【菊花賞】ルメール騎手の選択、アーバンシック逆転一冠「僕が4頭から選んだ。彼の方がタフだった」
3歳牡馬クラシック最後の一冠・菊花賞はクリストフ・ルメール騎手騎乗のアーバンシックが春の悔しさを晴らす快勝! 【Photo by Shuhei Okada】
アーバンシックは今回の勝利でJRA通算7戦4勝。重賞は2024年セントライト記念に続き2勝目。騎乗したルメール騎手は2016年サトノダイヤモンド、18年フィエールマン、23年ドゥレッツァに続き菊花賞4勝目。武井調教師は開業11年目にして初のGI勝利となった。
なお、2馬身半差の2着には戸崎圭太騎手騎乗の4番人気ヘデントール(牡3=美浦・木村厩舎)、さらにハナ差の3着には武豊騎手騎乗の7番人気アドマイヤテラ(牡3=栗東・友道厩舎)が入線。横山典弘騎手が騎乗した1番人気のダービー馬ダノンデサイル(牡3=栗東・安田厩舎)は追い込み届かず6着に敗れ、二冠制覇はならなかった。
ルメール騎手はなぜアーバンシックを選んだのか?
4頭いるお手馬の中からどの馬を選択するか、ルメール騎手は淀3000mに耐えられるタフさを重視したと明かした 【Photo by Shuhei Okada】
「前走が完ぺきな騎乗をしてくれましたので、今回も上手に乗ってくれるのだろうなと思っていたのですが、途中で押し上げて勝てるポジションにいくのを見て、本当にすごいジョッキーだなと思いましたね」
厩舎初のGIタイトルをもたらしてくれた騎乗ぶりに武井調教師も最敬礼。やっぱりルメールは上手い――終わってみれば、誰もがそう思ったに違いない今年の菊花賞だったが、ジョッキー本人はレース前にプレッシャーを感じていたという。表彰式後の共同会見でルメール騎手はこんな心境を明かした。

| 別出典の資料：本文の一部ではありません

//! Unified error type for Matchforge.

use matchforge_protocol::ProtocolError;
use matchforge_room::RoomError;
use matchforge_session::SessionError;
use matchforge_transport::TransportError;

/// Top-level error that wraps all crate-specific errors.
///
/// Matchmaking operations return this type, so a caller error from either
/// the room or the session layer reaches the client through one path. The
/// display string of a wrapped error is passed through unchanged: it is
/// the `message` of the `error` event.
#[derive(Debug, thiserror::Error)]
pub enum MatchforgeError {
    /// A transport-level error (bind, accept, send, recv).
    #[error(transparent)]
    Transport(#[from] TransportError),

    /// A protocol-level error (encode, decode, non-text frame).
    #[error(transparent)]
    Protocol(#[from] ProtocolError),

    /// A session-level error (unknown connection, oversized message).
    #[error(transparent)]
    Session(#[from] SessionError),

    /// A matchmaking refusal (full, not found, not waiting, ...).
    #[error(transparent)]
    Room(#[from] RoomError),

    /// The coordinator task is no longer running.
    #[error("coordinator stopped")]
    CoordinatorStopped,
}

#[cfg(test)]
mod tests {
    use matchforge_protocol::{ConnectionId, RoomId};

    use super::*;

    #[test]
    fn test_from_transport_error() {
        let err = TransportError::UpgradeRejected("no endpoint at /x".into());
        let matchforge_err: MatchforgeError = err.into();
        assert!(matches!(matchforge_err, MatchforgeError::Transport(_)));
        assert!(matchforge_err.to_string().contains("/x"));
    }

    #[test]
    fn test_from_protocol_error() {
        let err = ProtocolError::NotText(String::from_utf8(vec![0xff]).unwrap_err());
        let matchforge_err: MatchforgeError = err.into();
        assert!(matches!(matchforge_err, MatchforgeError::Protocol(_)));
    }

    #[test]
    fn test_from_session_error() {
        let err = SessionError::NotFound(ConnectionId::new(1));
        let matchforge_err: MatchforgeError = err.into();
        assert!(matches!(matchforge_err, MatchforgeError::Session(_)));
    }

    #[test]
    fn test_from_room_error() {
        let err = RoomError::RoomFull(RoomId::new("abc123"));
        let matchforge_err: MatchforgeError = err.into();
        assert!(matches!(matchforge_err, MatchforgeError::Room(_)));
    }

    #[test]
    fn test_client_messages_pass_through() {
        let full: MatchforgeError = RoomError::RoomFull(RoomId::new("abc123")).into();
        assert_eq!(full.to_string(), "Room is full.");

        let big: MatchforgeError = SessionError::PayloadTooLarge { size: 5000, max: 4096 }.into();
        assert_eq!(big.to_string(), "Message too large.");
    }
}
//! Rooms for Matchforge.
//!
//! A room is a bounded group of connections gathered for one activity.
//! This crate owns the room record and its status transitions; the
//! matchmaker decides who goes where and when timers fire.
//!
//! # Key types
//!
//! - [`Room`]: membership, capacity, host, and status of one room
//! - [`RoomRegistry`]: every registered room, in creation order
//! - [`RoomConfig`]: capacities, id length, and lifecycle delays
//! - [`generate_room_id`]: short ids that don't collide with live rooms

mod config;
mod error;
mod id;
mod registry;
mod room;

pub use config::RoomConfig;
pub use error::RoomError;
pub use id::{ROOM_ID_ALPHABET, generate_room_id, generate_room_id_with};
pub use matchforge_protocol::RoomStatus;
pub use registry::RoomRegistry;
pub use room::{Departure, Room};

「自分が前走乗って勝った馬が今回の菊花賞に4頭出ていて、その中から僕はアーバンシックを選びました。だから、どんな結果を出せるのかなと心配していたんです(苦笑)」
菊花賞に出走した18頭のうちルメール騎手が乗って前走勝った馬を挙げていくと、アーバンシックのほか、シュバルツクーゲル、ヘデントール、アドマイヤテラ。結果的にヘデントールが2着、アドマイヤテラも3着と軒並み上位に来たわけだが、それくらいレベルの高い騎乗候補馬の中から最良の選択をしたのだから、ルメール騎手の馬を見る目はさすがとしか言いようがない。
では、なぜアーバンシックを選ぶことができたのか?
「菊花賞を勝つためにはタフさが必要です。アーバンシックはダービーにも出ていたし、春からトップレベルで使っていました。ヘデントールとか他の馬も絶対にいい馬ですけど、彼の方がタフだと思ったんです。3歳馬にとって3000mは難しいですから」
精神面が各段に成長「本来の能力を引き出す大きな一因に」
「ベストターンドアウト賞」を受賞するくらい美しい仕上がりを披露したアーバンシック、その姿を見たルメール騎手も勝利への自信を深めていた 【Photo by Shuhei Okada】
「まだ子どもっぽい面は残っているのですが、パドックや競馬場での仕草、レースが終わった後の雰囲気などが各段に大人になっていますね。それが彼の本来持っている能力を引き出せる大きな一因になっていると思います」
大一番のこの日も「ベストターンドアウト賞」を受賞するくらい、美しく仕上がっていた。そんな姿を見て、自分の選択は間違っていなかったと自信を深めたのはもちろんルメール騎手である。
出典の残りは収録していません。